- _Exercise requirements_:
Copies of all lines containing the string "segments" are needed from the data below.
Start of Input
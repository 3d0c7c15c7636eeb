//! Arena graph of polyline edges between grid-snapped nodes
//!
//! Nodes live in an `IndexMap` keyed by their snapped integer coordinates, so
//! a node id is its insertion index and iteration order is deterministic.
//! Edges live in a `Vec` and are tombstoned on removal; ids stay stable for
//! the lifetime of the graph. A node whose last edge goes away stays in the
//! map with an empty edge list, since removing it would shift every later
//! node id; [`Graph::active_nodes`] skips them.

use std::collections::HashSet;

use indexmap::IndexMap;

use crate::error::{GeometryError, Result};
use crate::geometry::{points_length, Point};

pub type NodeId = usize;
pub type EdgeId = usize;

/// Integer grid cell a point snaps to
#[derive(Debug, Clone, Copy, PartialEq, Eq, Hash)]
pub struct GridKey(i64, i64);

#[derive(Debug, Clone)]
pub struct Node {
    pub point: Point,
    /// Live incident edges; a self-loop is listed twice
    pub edges: Vec<EdgeId>,
    /// First or last point of some input line
    pub terminal: bool,
}

impl Node {
    #[inline]
    pub fn degree(&self) -> usize {
        self.edges.len()
    }
}

#[derive(Debug, Clone)]
pub struct Edge {
    pub from: NodeId,
    pub to: NodeId,
    pub coords: Vec<Point>,
    pub length: f64,
    pub removed: bool,
}

impl Edge {
    #[inline]
    pub fn is_loop(&self) -> bool {
        self.from == self.to
    }

    /// Endpoint opposite `node`
    #[inline]
    pub fn other_end(&self, node: NodeId) -> NodeId {
        if self.from == node {
            self.to
        } else {
            self.from
        }
    }

    /// Direction leaving `node` along this edge
    pub fn direction_from(&self, node: NodeId) -> (f64, f64) {
        let n = self.coords.len();
        let (a, b) = if self.from == node {
            (self.coords[0], self.coords[1])
        } else {
            (self.coords[n - 1], self.coords[n - 2])
        };
        (b.x - a.x, b.y - a.y)
    }
}

pub struct Graph {
    precision: f64,
    nodes: IndexMap<GridKey, Node>,
    edges: Vec<Edge>,
    /// Unordered node pairs of two-point segments already inserted
    segments: HashSet<(NodeId, NodeId)>,
}

impl Graph {
    /// Graph snapping to `precision` cells per unit
    pub fn new(precision: f64) -> Self {
        Self {
            precision,
            nodes: IndexMap::new(),
            edges: Vec::new(),
            segments: HashSet::new(),
        }
    }

    pub fn node_count(&self) -> usize {
        self.nodes.len()
    }

    pub fn edge_count(&self) -> usize {
        self.edges.len()
    }

    pub fn live_edge_count(&self) -> usize {
        self.edges.iter().filter(|e| !e.removed).count()
    }

    /// Ids of all live edges in creation order
    pub fn live_edges(&self) -> Vec<EdgeId> {
        (0..self.edges.len()).filter(|&e| !self.edges[e].removed).collect()
    }

    #[inline]
    pub fn node(&self, id: NodeId) -> &Node {
        &self.nodes[id]
    }

    #[inline]
    pub fn edge(&self, id: EdgeId) -> &Edge {
        &self.edges[id]
    }

    pub fn edge_mut(&mut self, id: EdgeId) -> &mut Edge {
        &mut self.edges[id]
    }

    /// Node for the grid cell containing `p`, created on first use
    pub fn node_for(&mut self, p: Point) -> NodeId {
        let key = GridKey(
            (p.x * self.precision).round() as i64,
            (p.y * self.precision).round() as i64,
        );
        let point = Point::new(key.0 as f64 / self.precision, key.1 as f64 / self.precision);
        let entry = self.nodes.entry(key);
        let id = entry.index();
        entry.or_insert_with(|| Node {
            point,
            edges: Vec::new(),
            terminal: false,
        });
        id
    }

    /// Record that an input line starts or ends at `p`
    pub fn mark_terminal(&mut self, p: Point) -> NodeId {
        let id = self.node_for(p);
        self.nodes[id].terminal = true;
        id
    }

    /// Ids of nodes that still have at least one live edge
    pub fn active_nodes(&self) -> Vec<NodeId> {
        self.nodes
            .values()
            .enumerate()
            .filter(|(_, node)| !node.edges.is_empty())
            .map(|(id, _)| id)
            .collect()
    }

    /// Insert a two-point segment unless it is degenerate or already present
    /// in either direction
    pub fn add_segment(&mut self, a: Point, b: Point) -> Option<EdgeId> {
        let from = self.node_for(a);
        let to = self.node_for(b);
        if from == to {
            return None;
        }
        if !self.segments.insert((from.min(to), from.max(to))) {
            return None;
        }
        let coords = vec![self.nodes[from].point, self.nodes[to].point];
        Some(self.add_edge(from, to, coords))
    }

    pub fn add_edge(&mut self, from: NodeId, to: NodeId, coords: Vec<Point>) -> EdgeId {
        let id = self.edges.len();
        let length = points_length(&coords);
        self.edges.push(Edge {
            from,
            to,
            coords,
            length,
            removed: false,
        });
        self.nodes[from].edges.push(id);
        self.nodes[to].edges.push(id);
        id
    }

    pub fn remove_edge(&mut self, id: EdgeId) {
        let edge = &mut self.edges[id];
        if edge.removed {
            return;
        }
        edge.removed = true;
        let (from, to) = (edge.from, edge.to);
        self.nodes[from].edges.retain(|&e| e != id);
        self.nodes[to].edges.retain(|&e| e != id);
    }

    /// Recompute an edge's length after its coordinates changed
    pub fn refresh_length(&mut self, id: EdgeId) {
        let edge = &mut self.edges[id];
        edge.length = points_length(&edge.coords);
    }

    /// Concatenate two edges sharing `node` into a new edge
    ///
    /// Both inputs are removed. Fails when either edge does not end at `node`.
    pub fn join(&mut self, node: NodeId, first: EdgeId, second: EdgeId) -> Result<EdgeId> {
        let a = &self.edges[first];
        let b = &self.edges[second];
        let disconnected = GeometryError::DisconnectedEdges { node, first, second };
        if a.removed || b.removed || first == second {
            return Err(disconnected);
        }

        let (from, to, coords) = if a.to == node && b.from == node {
            (a.from, b.to, concat(a.coords.iter(), b.coords.iter()))
        } else if a.to == node && b.to == node {
            (a.from, b.from, concat(a.coords.iter(), b.coords.iter().rev()))
        } else if a.from == node && b.from == node {
            (a.to, b.to, concat(a.coords.iter().rev(), b.coords.iter()))
        } else if a.from == node && b.to == node {
            (b.from, a.to, concat(b.coords.iter(), a.coords.iter()))
        } else {
            return Err(disconnected);
        };

        self.remove_edge(first);
        self.remove_edge(second);
        Ok(self.add_edge(from, to, coords))
    }
}

/// `head` followed by `tail` without its first (shared) point
fn concat<'a>(
    head: impl Iterator<Item = &'a Point>,
    tail: impl Iterator<Item = &'a Point>,
) -> Vec<Point> {
    head.chain(tail.skip(1)).copied().collect()
}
End of Input
- _Task solution_:
    /// Unordered node pairs of two-point segments already inserted
    segments: HashSet<(NodeId, NodeId)>,
            segments: HashSet::new(),
        if !self.segments.insert((from.min(to), from.max(to))) {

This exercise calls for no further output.